Los Baños Árabes de Aires de Almería

Hace poco tuve la oportunidad de visitar los Baños Árabes Aires de Almería y ha merecido bastante la pena. Este recinto se encuentra ubicado en el casco antiguo de la ciudad, por lo que se puede llegar a éste disfrutando de un pequeño paseo por todo el centro disfrutando de las vistas de la Catedral, de las plazas y del serpenteo de callejuelas con aires moriscos. Y es que el centro está lleno de zonas que nos recuerdan el pasado árabe de esta ciudad: cafés, teterías, asociaciones… Ahora, no esperéis aparcar cerca porque es casi imposible. Lo más cercano que podéis hacerlo sin problemas es en el Parque de Nicolás Salmerón, pero es todo zona azul, o justo debajo de la Alcazaba (está sin asfaltar y siempre hay gorrillas).


Los Baños están situados en la Plaza de la Constitución, justo en frente de la Oficina de Turismo. El Baño Público de Almería se cerró en el s. XV y ahora se puede disfrutar de estos baños construidos sobre el antiguo zoco árabe tras cuatro años de rehabilitación. Llevan abiertos desde el 2010 pero son un éxito. De hecho, yo no esperaba encontrar tanta gente haciendo cola para el turno de las 12 de la mañana, que era el que había reservado.

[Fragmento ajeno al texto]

//! MCP server handler implementation.
//!
//! Routes tool calls to the implementations in [`crate::tools`]. The handler
//! owns the partition store, the network, and the registration that decides
//! which worker version answers fetches.
use std::sync::Arc;

use crate::tools::background_sync::{BackgroundSyncParams, sync_impl};
use crate::tools::cache::{CacheGetParams, CachePurgeParams, get_impl, purge_impl};
use crate::tools::offline_fetch::{OfflineFetchParams, fetch_impl};
use crate::tools::worker_status::status_impl;

use m360_client::{Network, Registration};
use m360_core::{CacheDb, CacheNames};
use rmcp::{
    ErrorData as McpError, ServerHandler,
    handler::server::{
        tool::{ToolCallContext, ToolRouter},
        wrapper::Parameters,
    },
    model::{
        CallToolRequestParam, CallToolResult, Implementation, ListToolsResult, PaginatedRequestParam, ProtocolVersion,
        ServerCapabilities, ServerInfo,
    },
    service::{RequestContext, RoleServer},
    tool, tool_router,
};
use url::Url;

/// Everything the tools need, shared across calls.
pub struct OfflineContext {
    pub db: CacheDb,
    pub network: Arc<dyn Network>,
    pub registration: Registration,
    pub names: CacheNames,
    pub origin: Url,
    pub sync_tag: String,
}

/// The main MCP server handler for m360-offline.
#[derive(Clone)]
pub struct OfflineServer {
    ctx: Arc<OfflineContext>,
    tool_router: ToolRouter<Self>,
}

#[tool_router]
impl OfflineServer {
    pub fn new(ctx: OfflineContext) -> Self {
        Self { ctx: Arc::new(ctx), tool_router: Self::tool_router() }
    }

    /// Run one request through the active worker.
    #[tool(
        description = "Fetch a URL the way a controlled page would: through the active offline worker, falling back to the network for requests it declines. Returns status, headers, body, and whether the response came from the network, a cache partition, or was synthesized."
    )]
    async fn offline_fetch(&self, params: Parameters<OfflineFetchParams>) -> Result<CallToolResult, McpError> {
        fetch_impl(&self.ctx, params.0).await
    }

    #[tool(description = "Report the active and waiting worker versions, current cache names, and entry counts per partition.")]
    async fn worker_status(&self) -> Result<CallToolResult, McpError> {
        status_impl(&self.ctx).await
    }

    #[tool(description = "Look up a stored response by partition name and URL.")]
    async fn cache_get(&self, params: Parameters<CacheGetParams>) -> Result<CallToolResult, McpError> {
        get_impl(&self.ctx, params.0).await
    }

    #[tool(description = "Delete a cache partition and every entry in it.")]
    async fn cache_purge(&self, params: Parameters<CachePurgeParams>) -> Result<CallToolResult, McpError> {
        purge_impl(&self.ctx.db, params.0).await
    }

    #[tool(description = "Dispatch a background-sync event to the active worker.")]
    async fn background_sync(&self, params: Parameters<BackgroundSyncParams>) -> Result<CallToolResult, McpError> {
        sync_impl(&self.ctx, params.0).await
    }
}

impl ServerHandler for OfflineServer {
    fn get_info(&self) -> ServerInfo {
        ServerInfo {
            server_info: Implementation {
                name: "m360-offline".into(),
                version: env!("CARGO_PKG_VERSION").into(),
                ..Default::default()
            },
            protocol_version: ProtocolVersion::LATEST,
            capabilities: ServerCapabilities::builder().enable_tools().build(),
            ..Default::default()
        }
    }

    async fn list_tools(
        &self, _request: Option<PaginatedRequestParam>, _context: RequestContext<RoleServer>,
    ) -> Result<ListToolsResult, rmcp::model::ErrorData> {
        Ok(ListToolsResult { meta: None, tools: self.tool_router.list_all(), next_cursor: None })
    }

    async fn call_tool(
        &self, request: CallToolRequestParam, context: RequestContext<RoleServer>,
    ) -> Result<CallToolResult, rmcp::model::ErrorData> {
        self.tool_router
            .call(ToolCallContext::new(self, request, context))
            .await
    }
}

El complejo se compone de hotel, baños y gastrobar. La entrada es muy bonita, en plena plaza, con una decoración muy original, ya que los asientos de la terraza están construidos sobre palés. Una vez en la recepción ya se nota el aire morisco, los sillones, teteras… Y un personal muy amable.


Tras pasar por los vestuarios nos adentramos en los baños por medio de unas escaleras a oscuras, iluminadas tan sólo por unas velas en algunos escalones. La ambientación es espectacular. El recorrido se compone de la piscina de agua templada del Tepidarium a 36ºC, la del Caldarium a 40ºC y la fría del Frigidarium a 16ºC, con hielo que cae de vez en cuando y se sumerge en el agua. A continuación, se puede disfrutar del baño de los mil chorros, un espacio cerrado, con chorros tipo jacuzzi que recorren las zonas cervicales y lumbares. El recorrido continúa en el Hamman, una sauna donde el vapor literalmente no te deja ver nada, inundada por la maravillosa fragancia de la yerbabuena.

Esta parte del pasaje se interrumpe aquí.